I stared at him.
“You heard all that and that’s what you took from it?”
His mouth twitched.
“It’s what mattered.”
I sat beside him.
He reached for my hand, found it on the second try.
“Promise me something.”
I stiffened.
I hate promise conversations from sick people.
They always feel like emotional theft.
You end up agreeing to things because how are you supposed to say no to a man with oxygen under his nose and death sitting on the nightstand?
Still, I said, “What?”
“Promise me you won’t turn this house into a museum.”
I blinked.
“What?”
He looked at the ceiling.
“You know what I mean.”
I did.
And hated that I did.
“I’m not going to put ropes around your chair, Frank.”

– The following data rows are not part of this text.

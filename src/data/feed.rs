//! Background worker that performs HTTP requests for the UI thread.
//!
//! The UI sends [`FeedCommand`]s; a dedicated thread running its own tokio
//! runtime answers each one with exactly one [`FeedEvent`]. Requests are
//! independent: a slow chart fetch never delays a ticker refresh.

use {
    eframe::egui,
    std::{
        sync::{Arc, mpsc},
        thread,
    },
    tokio::sync::mpsc as tokio_mpsc,
};

use crate::{
    data::MarketDataProvider,
    domain::{ChartPeriod, Instrument},
    models::ChartSeries,
};

#[cfg(debug_assertions)]
use crate::config::DF;

#[derive(Debug, Clone, Copy, PartialEq, Eq)]
pub enum FeedCommand {
    RefreshTickers,
    RefreshChart(ChartPeriod),
}

#[derive(Debug, Clone, PartialEq)]
pub enum FeedEvent {
    Tickers(Vec<Instrument>),
    Chart(ChartPeriod, ChartSeries),
    Failed { what: FeedCommand, error: String },
}

/// What the status bar shows about the live feed.
#[derive(Debug, Clone, PartialEq, Default)]
pub enum FeedHealth {
    #[default]
    Offline,
    Waiting,
    Live,
    Failing(String),
}

impl FeedHealth {
    pub fn observe(&mut self, event: &FeedEvent) {
        if *self == FeedHealth::Offline {
            return;
        }
        *self = match event {
            FeedEvent::Tickers(_) | FeedEvent::Chart(..) => FeedHealth::Live,
            FeedEvent::Failed { error, .. } => FeedHealth::Failing(error.clone()),
        };
    }

    pub fn label(&self) -> String {
        match self {
            FeedHealth::Offline => "Offline (simulated data only)".to_string(),
            FeedHealth::Waiting => "Connecting to Binance...".to_string(),
            FeedHealth::Live => "Live: Binance".to_string(),
            FeedHealth::Failing(error) => format!("Feed error: {}", error),
        }
    }
}

pub struct MarketFeed {
    cmd_tx: Option<tokio_mpsc::UnboundedSender<FeedCommand>>,
    event_rx: Option<mpsc::Receiver<FeedEvent>>,
}

impl MarketFeed {
    /// Starts the worker thread. `repaint` wakes the UI when an event lands.
    pub fn spawn(provider: Arc<dyn MarketDataProvider>, repaint: Option<egui::Context>) -> Self {
        let (cmd_tx, mut cmd_rx) = tokio_mpsc::unbounded_channel::<FeedCommand>();
        let (event_tx, event_rx) = mpsc::channel::<FeedEvent>();

        let spawned = thread::Builder::new()
            .name("market-feed".to_string())
            .spawn(move || {
                let rt = match tokio::runtime::Builder::new_multi_thread()
                    .enable_all()
                    .build()
                {
                    Ok(rt) => rt,
                    Err(e) => {
                        log::error!("Failed to create feed runtime: {}", e);
                        return;
                    }
                };
                rt.block_on(async move {
                    // Ends when every sender is dropped, i.e. when the MarketFeed goes away.
                    while let Some(cmd) = cmd_rx.recv().await {
                        let provider = provider.clone();
                        let event_tx = event_tx.clone();
                        let repaint = repaint.clone();
                        tokio::spawn(async move {
                            let event = run_command(provider.as_ref(), cmd).await;
                            if event_tx.send(event).is_ok() {
                                if let Some(ctx) = repaint {
                                    ctx.request_repaint();
                                }
                            }
                        });
                    }
                });
                #[cfg(debug_assertions)]
                if DF.log_feed {
                    log::info!("Market feed thread stopped");
                }
            });

        if let Err(e) = spawned {
            log::error!("Failed to start market feed thread: {}", e);
            return Self::offline();
        }

        Self {
            cmd_tx: Some(cmd_tx),
            event_rx: Some(event_rx),
        }
    }

    /// A feed that never touches the network. Commands are dropped.
    pub fn offline() -> Self {
        Self {
            cmd_tx: None,
            event_rx: None,
        }
    }

    pub fn is_online(&self) -> bool {
        self.cmd_tx.is_some()
    }

    pub fn send(&self, cmd: FeedCommand) {
        let Some(tx) = &self.cmd_tx else {
            return;
        };
        #[cfg(debug_assertions)]
        if DF.log_feed {
            log::info!("Feed request: {:?}", cmd);
        }
        if tx.send(cmd).is_err() {
            log::error!("Market feed thread is gone; dropped {:?}", cmd);
        }
    }

    /// Everything that arrived since the last call, oldest first.
    pub fn drain(&self) -> Vec<FeedEvent> {
        match &self.event_rx {
            Some(rx) => rx.try_iter().collect(),
            None => Vec::new(),
        }
    }

    #[cfg(test)]
    fn recv_timeout(&self, timeout: std::time::Duration) -> Option<FeedEvent> {
        self.event_rx.as_ref()?.recv_timeout(timeout).ok()
    }
}

impl Default for MarketFeed {
    fn default() -> Self {
        Self::offline()
    }
}

async fn run_command(provider: &dyn MarketDataProvider, cmd: FeedCommand) -> FeedEvent {
    let result = match cmd {
        FeedCommand::RefreshTickers => provider.fetch_tickers().await.map(FeedEvent::Tickers),
        FeedCommand::RefreshChart(period) => provider
            .fetch_chart(period)
            .await
            .map(|series| FeedEvent::Chart(period, series)),
    };

    match result {
        Ok(event) => {
            #[cfg(debug_assertions)]
            if DF.log_feed {
                log::info!("Feed request {:?} succeeded", cmd);
            }
            event
        }
        Err(e) => {
            log::error!("Feed request {:?} failed: {:#}", cmd, e);
            FeedEvent::Failed {
                what: cmd,
                error: e.to_string(),
            }
        }
    }
}

#[cfg(test)]
mod tests {
    use super::*;
    use anyhow::{Result, bail};
    use async_trait::async_trait;
    use std::time::Duration;

    struct StubProvider;

    #[async_trait]
    impl MarketDataProvider for StubProvider {
        async fn fetch_tickers(&self) -> Result<Vec<Instrument>> {
            Ok(vec![Instrument::new("BTC", "Bitcoin", 65000.0, 500.0, 0.77, "$")])
        }

        async fn fetch_chart(&self, period: ChartPeriod) -> Result<ChartSeries> {
            if period == ChartPeriod::Year {
                bail!("no yearly data");
            }
            Ok(ChartSeries::from_pairs("BTC", vec!["a".into()], vec![1.0]))
        }
    }

    #[tokio::test]
    async fn failures_become_failed_events() {
        let event = run_command(&StubProvider, FeedCommand::RefreshChart(ChartPeriod::Year)).await;
        assert_eq!(
            event,
            FeedEvent::Failed {
                what: FeedCommand::RefreshChart(ChartPeriod::Year),
                error: "no yearly data".to_string(),
            }
        );
    }

    #[test]
    fn spawned_feed_answers_each_command() {
        let feed = MarketFeed::spawn(Arc::new(StubProvider), None);
        assert!(feed.is_online());

        feed.send(FeedCommand::RefreshTickers);
        let event = feed.recv_timeout(Duration::from_secs(5)).expect("ticker event");
        match event {
            FeedEvent::Tickers(list) => assert_eq!(list[0].symbol, "BTC"),
            other => panic!("unexpected event {:?}", other),
        }

        feed.send(FeedCommand::RefreshChart(ChartPeriod::Week));
        let event = feed.recv_timeout(Duration::from_secs(5)).expect("chart event");
        assert!(matches!(event, FeedEvent::Chart(ChartPeriod::Week, _)));
    }

    #[test]
    fn dropping_feed_stops_worker_thread() {
        let mut feed = MarketFeed::spawn(Arc::new(StubProvider), None);
        feed.send(FeedCommand::RefreshTickers);
        let rx = feed.event_rx.take().expect("event receiver");
        assert!(matches!(
            rx.recv_timeout(Duration::from_secs(5)),
            Ok(FeedEvent::Tickers(_))
        ));

        drop(feed);

        // The worker owns the only event sender, so disconnect means it exited.
        assert_eq!(
            rx.recv_timeout(Duration::from_secs(5)),
            Err(mpsc::RecvTimeoutError::Disconnected)
        );
    }

    #[test]
    fn offline_feed_swallows_commands() {
        let feed = MarketFeed::offline();
        feed.send(FeedCommand::RefreshTickers);
        assert!(!feed.is_online());
        assert!(feed.drain().is_empty());
    }

    #[test]
    fn health_tracks_latest_outcome() {
        let mut health = FeedHealth::Waiting;
        health.observe(&FeedEvent::Tickers(Vec::new()));
        assert_eq!(health, FeedHealth::Live);

        health.observe(&FeedEvent::Failed {
            what: FeedCommand::RefreshTickers,
            error: "timeout".into(),
        });
        assert_eq!(health, FeedHealth::Failing("timeout".into()));

        let mut offline = FeedHealth::Offline;
        offline.observe(&FeedEvent::Tickers(Vec::new()));
        assert_eq!(offline, FeedHealth::Offline);
    }
}
use {
    crate::{
        config::{FOREX_SEED, STOCK_SEED},
        domain::{AssetClass, Instrument},
    },
    itertools::Itertools,
    std::cmp::Ordering,
};

pub const SUMMARY_CARD_COUNT: usize = 4;
pub const TOP_MOVER_COUNT: usize = 5;

/// All instruments the dashboard knows about, one set per asset class.
#[derive(Debug, Clone)]
pub struct MarketBook {
    stocks: Vec<Instrument>,
    forex: Vec<Instrument>,
    crypto: Vec<Instrument>,
}

impl Default for MarketBook {
    fn default() -> Self {
        Self::new()
    }
}

impl MarketBook {
    /// Stocks and forex start from the seed quotes; crypto stays empty until the first poll lands.
    pub fn new() -> Self {
        Self {
            stocks: STOCK_SEED.iter().map(Instrument::from).collect(),
            forex: FOREX_SEED.iter().map(Instrument::from).collect(),
            crypto: Vec::new(),
        }
    }

    pub fn instruments(&self, class: AssetClass) -> &[Instrument] {
        match class {
            AssetClass::Stocks => &self.stocks,
            AssetClass::Forex => &self.forex,
            AssetClass::Crypto => &self.crypto,
        }
    }

    pub fn instruments_mut(&mut self, class: AssetClass) -> &mut Vec<Instrument> {
        match class {
            AssetClass::Stocks => &mut self.stocks,
            AssetClass::Forex => &mut self.forex,
            AssetClass::Crypto => &mut self.crypto,
        }
    }

    pub fn replace_crypto(&mut self, quotes: Vec<Instrument>) {
        self.crypto = quotes;
    }

    pub fn find(&self, class: AssetClass, symbol: &str) -> Option<&Instrument> {
        self.instruments(class).iter().find(|i| i.symbol == symbol)
    }

    /// Which class a symbol belongs to (ticker clicks land here).
    pub fn class_of(&self, symbol: &str) -> Option<AssetClass> {
        [AssetClass::Stocks, AssetClass::Forex, AssetClass::Crypto]
            .into_iter()
            .find(|&c| self.find(c, symbol).is_some())
    }

    pub fn summary(&self, class: AssetClass) -> &[Instrument] {
        let all = self.instruments(class);
        &all[..all.len().min(SUMMARY_CARD_COUNT)]
    }

    /// Largest absolute percent moves first. Ties keep book order.
    pub fn top_movers(&self, class: AssetClass) -> Vec<Instrument> {
        self.instruments(class)
            .iter()
            .sorted_by(|a, b| {
                b.change_percent
                    .abs()
                    .partial_cmp(&a.change_percent.abs())
                    .unwrap_or(Ordering::Equal)
            })
            .take(TOP_MOVER_COUNT)
            .cloned()
            .collect()
    }

    pub fn search(&self, class: AssetClass, query: &str) -> Vec<&Instrument> {
        self.instruments(class)
            .iter()
            .filter(|i| i.matches(query))
            .collect()
    }
}
//! Fixed-period timers driven from the UI frame loop.
//!
//! Three timers (clock, simulation, crypto poll) fire independently with no
//! ordering between them. Teardown is simply dropping `Timers`.

use {
    crate::{config::TIMERS, utils::AppInstant},
    std::time::Duration,
};

#[cfg(debug_assertions)]
use crate::config::DF;

#[derive(Debug, Clone)]
pub struct IntervalTimer {
    period: Duration,
    last_fired: Option<AppInstant>,
}

impl IntervalTimer {
    pub fn new(period: Duration) -> Self {
        Self {
            period,
            last_fired: None,
        }
    }

    /// True at most once per period. Missed periods are not replayed: the timer re-arms from `now`.
    pub fn due(&mut self, now: AppInstant) -> bool {
        let fire = match self.last_fired {
            None => true,
            Some(last) => now.saturating_duration_since(last) >= self.period,
        };
        if fire {
            self.last_fired = Some(now);
        }
        fire
    }

    /// Forget the last firing so the next `due` call fires.
    pub fn fire_now(&mut self) {
        self.last_fired = None;
    }

    /// Time until the next firing, used to schedule a repaint.
    pub fn remaining(&self, now: AppInstant) -> Duration {
        match self.last_fired {
            None => Duration::ZERO,
            Some(last) => self.period.saturating_sub(now.saturating_duration_since(last)),
        }
    }
}

#[derive(Debug, Clone, Copy, PartialEq, Eq)]
pub enum TimerEvent {
    Clock,
    Simulation,
    CryptoPoll,
}

#[derive(Debug, Clone)]
pub struct Timers {
    pub clock: IntervalTimer,
    pub simulation: IntervalTimer,
    pub crypto_poll: IntervalTimer,
}

impl Default for Timers {
    fn default() -> Self {
        Self::new()
    }
}

impl Timers {
    pub fn new() -> Self {
        Self {
            clock: IntervalTimer::new(TIMERS.clock),
            simulation: IntervalTimer::new(TIMERS.simulation),
            crypto_poll: IntervalTimer::new(TIMERS.crypto_poll),
        }
    }

    /// Timers due at `now`. The crypto poll only runs while crypto is on screen.
    pub fn poll(&mut self, now: AppInstant, crypto_active: bool) -> Vec<TimerEvent> {
        let mut events = Vec::with_capacity(3);
        if self.clock.due(now) {
            events.push(TimerEvent::Clock);
        }
        if self.simulation.due(now) {
            events.push(TimerEvent::Simulation);
        }
        if crypto_active && self.crypto_poll.due(now) {
            events.push(TimerEvent::CryptoPoll);
        }

        #[cfg(debug_assertions)]
        if DF.log_timers && !events.is_empty() {
            log::info!("Timers fired: {:?}", events);
        }
        events
    }

    /// Shortest wait until any active timer fires.
    pub fn next_deadline(&self, now: AppInstant, crypto_active: bool) -> Duration {
        let mut wait = self.clock.remaining(now).min(self.simulation.remaining(now));
        if crypto_active {
            wait = wait.min(self.crypto_poll.remaining(now));
        }
        wait
    }
}

#[cfg(test)]
mod tests {
    use super::*;

    #[test]
    fn fires_once_per_period() {
        let t0 = AppInstant::now();
        let mut timer = IntervalTimer::new(Duration::from_secs(1));
        assert!(timer.due(t0));
        assert!(!timer.due(t0));
        assert!(!timer.due(t0 + Duration::from_millis(999)));
        assert!(timer.due(t0 + Duration::from_secs(1)));
        assert!(!timer.due(t0 + Duration::from_millis(1500)));
    }

    #[test]
    fn missed_periods_are_not_replayed() {
        let t0 = AppInstant::now();
        let mut timer = IntervalTimer::new(Duration::from_secs(3));
        assert!(timer.due(t0));
        assert!(timer.due(t0 + Duration::from_secs(30)));
        assert!(!timer.due(t0 + Duration::from_secs(31)));
    }

    #[test]
    fn fire_now_rearms_immediately() {
        let t0 = AppInstant::now();
        let mut timer = IntervalTimer::new(Duration::from_secs(10));
        assert!(timer.due(t0));
        timer.fire_now();
        assert!(timer.due(t0 + Duration::from_millis(1)));
    }

    #[test]
    fn crypto_poll_waits_for_crypto_view() {
        let t0 = AppInstant::now();
        let mut timers = Timers::new();
        let events = timers.poll(t0, false);
        assert_eq!(events, [TimerEvent::Clock, TimerEvent::Simulation]);

        let events = timers.poll(t0 + Duration::from_millis(100), true);
        assert_eq!(events, [TimerEvent::CryptoPoll]);

        let events = timers.poll(t0 + Duration::from_secs(3), true);
        assert_eq!(events, [TimerEvent::Clock, TimerEvent::Simulation]);
    }

    #[test]
    fn next_deadline_is_the_nearest_timer() {
        let t0 = AppInstant::now();
        let mut timers = Timers::new();
        timers.poll(t0, true);
        let wait = timers.next_deadline(t0 + Duration::from_millis(400), true);
        assert_eq!(wait, Duration::from_millis(600));
    }
}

“No, but you might keep every stupid screw and coffee mug and shirt with a hole in it because you think getting rid of anything is getting rid of me.”
I looked away.
That landed too close.
He went on.
“I am not in the screws, Nance.”
Now I laughed through tears.
“That is exactly where you are, unfortunately.”
He squeezed my hand.
Weak, but there.
“I’m in some of it,” he admitted. “But not all. Don’t confuse the objects with the life.”
I didn’t answer.
Because I wasn’t ready.
And because somewhere deep down I knew he was already giving me permission I had not asked for yet.
Two days after hospice started, Frank asked me to take him to the garage.
Not for long, he said.
Just five minutes.
The nurse would have hated it.
Ellen would have forbidden it.
Mark would have tried to carry him, which would have annoyed Frank enough to keep him alive out of spite.
So naturally we did it while the house was quiet.
I got him into the old rolling chair from the sewing room.
Wrapped a blanket around his legs.
Moved slowly.
He directed me like a foreman all the way down the hall.
“Watch the rug.”
“I know where the rug is.”
“Not from that angle you don’t.”
We made it to the garage.
The smell hit me first.
Motor oil, cut wood, old dirt, winter air.
Frank’s kingdom.
Small.
Drafty.
Crowded.
And more alive than some churches.
He looked around like a man taking attendance.
Then pointed.
“Workbench.”
I wheeled him over.
On the pegboard above it, every tool still hung in its place.
Of course it did.
Frank had been making order out of metal and wood since before our children were born.